XKCD comic number 1936 by Randall Munroe depicting him extensively playing Desert Golfing
But while I feel that most of the problems I’ve outlined (loss of cohesive vision and story purpose, no point-subplots, writing extensive backgrounds, unending limitations for each character and input problems) can probably be fixed somewhere in the future, the whole debate feels like another round of “VR is the future”. VR is cool, VR is awesome, but VR is niche. VR is an 80s dream that we had to pull billions of dollars into to realize it wasn’t that desirable. Before these marvelous technological accomplishments, one could’ve argued “people will want to do this or that with VR”, but now, we have it, and it does not seem that people actually do want to do anything with it. Even with Apple’s might behind it, VR is still that niche experience where you get into the right conditions, at the right time, and like a Guitar Hero party, you take the hardware out for a spin before putting it back in a cupboard, letting it collect some more dust.
Promotional photo of the Apple Vision Pro depicting a woman lounging on a couch with the Apple Vision Pro VR headset on.
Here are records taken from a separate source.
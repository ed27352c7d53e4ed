//! Shared entity state: identity, visibility, geometry, click gating.

use std::rc::Rc;

use crate::core::{EntityError, EntityId, Vec2};

/// Whether a new entity reacts to clicks. Entities opt in explicitly.
pub const DEFAULT_HANDLE_CLICK: bool = false;

/// Callback run when a click lands on an entity.
///
/// Runs after the entity's `RefCell` borrow is released, so it may borrow
/// the entity again. Capture a `Weak` handle rather than an `Rc` to avoid a
/// reference cycle through the entity's own base.
pub type ClickCallback = Rc<dyn Fn(EntityId, Vec2)>;

/// State common to every entity.
///
/// `position` and `size` describe the screen rectangle used for hit testing.
/// They are `None` until a concrete entity sets them; hit testing an entity
/// without geometry reports [`EntityError::HitTestUnavailable`].
#[derive(Clone)]
pub struct EntityBase {
    /// Identity.
    pub id: EntityId,

    /// Handler key in the click table.
    pub name: String,

    /// Whether a draw pass renders this entity.
    pub visible: bool,

    /// Draw priority, lower draws first.
    pub z_order: i32,

    /// Top-left corner in screen space.
    pub position: Option<Vec2>,

    /// Rectangle size in screen space.
    pub size: Option<Vec2>,

    /// Gate for click dispatch. Off by default.
    pub handle_click: bool,

    on_click: Option<ClickCallback>,
}

impl EntityBase {
    /// Create an entity without geometry.
    ///
    /// The name is derived from the ID.
    #[must_use]
    pub fn new(id: EntityId) -> Self {
        Self {
            id,
            name: id.default_name(),
            visible: true,
            z_order: 0,
            position: None,
            size: None,
            handle_click: DEFAULT_HANDLE_CLICK,
            on_click: None,
        }
    }

    /// Override the derived name (builder pattern).
    ///
    /// Must happen before the entity is spawned, since the name is the
    /// handler key.
    #[must_use]
    pub fn with_name(mut self, name: impl Into<String>) -> Self {
        self.name = name.into();
        self
    }

    /// Set position and size (builder pattern).
    #[must_use]
    pub fn with_geometry(mut self, position: Vec2, size: Vec2) -> Self {
        self.position = Some(position);
        self.size = Some(size);
        self
    }

    /// Set visibility (builder pattern).
    #[must_use]
    pub fn with_visible(mut self, visible: bool) -> Self {
        self.visible = visible;
        self
    }

    /// Set z-order (builder pattern).
    #[must_use]
    pub fn with_z_order(mut self, z_order: i32) -> Self {
        self.z_order = z_order;
        self
    }

    /// Enable or disable click handling (builder pattern).
    #[must_use]
    pub fn with_click_handling(mut self, enabled: bool) -> Self {
        self.handle_click = enabled;
        self
    }

    /// Set the click callback (builder pattern).
    #[must_use]
    pub fn with_on_click(mut self, callback: ClickCallback) -> Self {
        self.on_click = Some(callback);
        self
    }

    /// Replace the click callback.
    pub fn set_on_click(&mut self, callback: Option<ClickCallback>) {
        self.on_click = callback;
    }

    /// The click callback, if any.
    #[must_use]
    pub fn on_click(&self) -> Option<&ClickCallback> {
        self.on_click.as_ref()
    }

    /// Position and size, if both are set.
    #[must_use]
    pub fn rect(&self) -> Option<(Vec2, Vec2)> {
        Some((self.position?, self.size?))
    }

    /// Check whether a point lies strictly inside the rectangle.
    ///
    /// All four edges are exclusive: a point on an edge is a miss.
    pub fn hit_test(&self, point: Vec2) -> Result<bool, EntityError> {
        let (pos, size) = self
            .rect()
            .ok_or(EntityError::HitTestUnavailable { entity: self.id })?;

        Ok(point.x > pos.x
            && point.x < pos.x + size.x
            && point.y > pos.y
            && point.y < pos.y + size.y)
    }
}

impl std::fmt::Debug for EntityBase {
    fn fmt(&self, f: &mut std::fmt::Formatter<'_>) -> std::fmt::Result {
        f.debug_struct("EntityBase")
            .field("id", &self.id)
            .field("name", &self.name)
            .field("visible", &self.visible)
            .field("z_order", &self.z_order)
            .field("position", &self.position)
            .field("size", &self.size)
            .field("handle_click", &self.handle_click)
            .field("on_click", &self.on_click.is_some())
            .finish()
    }
}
I’m sure some games will be built around AI dialogue. I’m sure they will attract the exact perfect player base and make them very happy, just as I’m sure some people enjoy their VR headsets on a daily basis. But my cautious enthusiasm for what’s possible with AI writing is not born out of a fear that AI chat NPCs as a tech won’t be doable, I just think nobody will care. Why listen to stories if nobody’s telling them.